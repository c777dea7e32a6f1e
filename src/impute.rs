use std::fmt;
use std::str::FromStr;

use crate::error::DashError;

// ---------------------------------------------------------------------------
// Strategy – how missing values are treated before charting
// ---------------------------------------------------------------------------

#[derive(Debug, Clone, Copy, PartialEq, Eq, Hash)]
pub enum Strategy {
    Identity,
    DropMissing,
    FillZero,
    /// Quadratic fit through the known neighbours of each missing run.
    PolynomialInterpolate,
}

impl Strategy {
    pub const ALL: [Strategy; 4] = [
        Strategy::Identity,
        Strategy::DropMissing,
        Strategy::FillZero,
        Strategy::PolynomialInterpolate,
    ];

    /// Human-readable method label used in panel and chart titles.
    pub fn label(self) -> &'static str {
        match self {
            Strategy::Identity => "Original",
            Strategy::DropMissing => "Drop missing",
            Strategy::FillZero => "Fill with 0's",
            Strategy::PolynomialInterpolate => "Polynomial interpolation (degree 2)",
        }
    }

    fn short_name(self) -> &'static str {
        match self {
            Strategy::Identity => "identity",
            Strategy::DropMissing => "dropna",
            Strategy::FillZero => "fillzero",
            Strategy::PolynomialInterpolate => "poly2",
        }
    }
}

impl fmt::Display for Strategy {
    fn fmt(&self, f: &mut fmt::Formatter<'_>) -> fmt::Result {
        f.write_str(self.label())
    }
}

impl FromStr for Strategy {
    type Err = DashError;

    fn from_str(s: &str) -> Result<Self, Self::Err> {
        let wanted = s.trim();
        Strategy::ALL
            .into_iter()
            .find(|st| {
                wanted.eq_ignore_ascii_case(st.label()) || wanted.eq_ignore_ascii_case(st.short_name())
            })
            .ok_or_else(|| DashError::InvalidStrategy(s.to_string()))
    }
}

// ---------------------------------------------------------------------------
// Column transforms
// ---------------------------------------------------------------------------

/// Apply `strategy` to a column. `DropMissing` may shorten the output.
pub fn apply(strategy: Strategy, column: &[Option<f64>]) -> Vec<Option<f64>> {
    match strategy {
        Strategy::Identity => column.to_vec(),
        Strategy::DropMissing => column.iter().copied().filter(Option::is_some).collect(),
        Strategy::FillZero => column.iter().map(|v| Some(v.unwrap_or(0.0))).collect(),
        Strategy::PolynomialInterpolate => interpolate_quadratic(column),
    }
}

/// Fill interior missing runs with the quadratic through three known
/// neighbours bracketing the run (linear when only one exists per side).
/// Leading and trailing runs are left missing.
fn interpolate_quadratic(column: &[Option<f64>]) -> Vec<Option<f64>> {
    let known: Vec<(f64, f64)> = column
        .iter()
        .enumerate()
        .filter_map(|(i, v)| v.map(|y| (i as f64, y)))
        .collect();

    let mut out = column.to_vec();
    let mut i = 0;
    while i < column.len() {
        if column[i].is_some() {
            i += 1;
            continue;
        }
        let run_start = i;
        while i < column.len() && column[i].is_none() {
            i += 1;
        }
        let run_end = i; // exclusive

        // Number of known points left of the run.
        let split = known.partition_point(|&(x, _)| x < run_start as f64);
        let (left, right) = known.split_at(split);
        if left.is_empty() || right.is_empty() {
            continue;
        }
        let anchors: Vec<(f64, f64)> = if left.len() >= 2 {
            vec![left[left.len() - 2], left[left.len() - 1], right[0]]
        } else if right.len() >= 2 {
            vec![left[left.len() - 1], right[0], right[1]]
        } else {
            vec![left[left.len() - 1], right[0]]
        };

        for (pos, slot) in out.iter_mut().enumerate().take(run_end).skip(run_start) {
            *slot = Some(lagrange(&anchors, pos as f64));
        }
    }
    out
}

fn lagrange(points: &[(f64, f64)], x: f64) -> f64 {
    points
        .iter()
        .enumerate()
        .map(|(j, &(xj, yj))| {
            let basis: f64 = points
                .iter()
                .enumerate()
                .filter(|&(m, _)| m != j)
                .map(|(_, &(xm, _))| (x - xm) / (xj - xm))
                .product();
            yj * basis
        })
        .sum()
}

#[cfg(test)]
mod tests {
    use super::*;

    fn close(a: Option<f64>, b: f64) -> bool {
        a.is_some_and(|a| (a - b).abs() < 1e-9)
    }

    #[test]
    fn identity_is_a_no_op() {
        let col = vec![Some(4.0), None, Some(5.5), None];
        assert_eq!(apply(Strategy::Identity, &col), col);
        assert_eq!(apply(Strategy::Identity, &apply(Strategy::Identity, &col)), col);
    }

    #[test]
    fn drop_missing_never_grows() {
        let col = vec![None, Some(1.0), None, Some(2.0)];
        let out = apply(Strategy::DropMissing, &col);
        assert_eq!(out, vec![Some(1.0), Some(2.0)]);
        assert!(apply(Strategy::DropMissing, &[]).is_empty());
    }

    #[test]
    fn fill_zero_replaces_only_gaps() {
        let col = vec![Some(3.0), None, Some(7.0)];
        assert_eq!(apply(Strategy::FillZero, &col), vec![Some(3.0), Some(0.0), Some(7.0)]);
    }

    #[test]
    fn quadratic_data_is_recovered_exactly() {
        let col: Vec<Option<f64>> = (0..7)
            .map(|x| (x != 3 && x != 4).then(|| (x * x) as f64 + 1.0))
            .collect();
        let out = apply(Strategy::PolynomialInterpolate, &col);
        assert!(close(out[3], 10.0), "{:?}", out[3]);
        assert!(close(out[4], 17.0), "{:?}", out[4]);
    }

    #[test]
    fn single_neighbours_fall_back_to_linear() {
        let col = vec![Some(1.0), None, None, Some(4.0)];
        let out = apply(Strategy::PolynomialInterpolate, &col);
        assert!(close(out[1], 2.0));
        assert!(close(out[2], 3.0));
    }

    #[test]
    fn right_heavy_anchors_when_left_is_short() {
        // y = 2x^2, gap at x=1 with only x=0 known on the left.
        let col = vec![Some(0.0), None, Some(8.0), Some(18.0)];
        let out = apply(Strategy::PolynomialInterpolate, &col);
        assert!(close(out[1], 2.0), "{:?}", out[1]);
    }

    #[test]
    fn boundary_runs_stay_missing() {
        let col = vec![None, Some(2.0), None, Some(4.0), None];
        let out = apply(Strategy::PolynomialInterpolate, &col);
        assert_eq!(out[0], None);
        assert!(close(out[2], 3.0));
        assert_eq!(out[4], None);
    }

    #[test]
    fn strategy_names_parse_or_fail() {
        assert_eq!("poly2".parse::<Strategy>().unwrap(), Strategy::PolynomialInterpolate);
        assert_eq!("original".parse::<Strategy>().unwrap(), Strategy::Identity);
        assert_eq!(" Fill with 0's ".parse::<Strategy>().unwrap(), Strategy::FillZero);
        assert_eq!(
            "mean".parse::<Strategy>(),
            Err(DashError::InvalidStrategy("mean".to_string()))
        );
    }
}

——

Work task
The answer should consist of every line from the listing above that includes the word "InvalidStrategy".

Task result
            .ok_or_else(|| DashError::InvalidStrategy(s.to_string()))
            Err(DashError::InvalidStrategy("mean".to_string()))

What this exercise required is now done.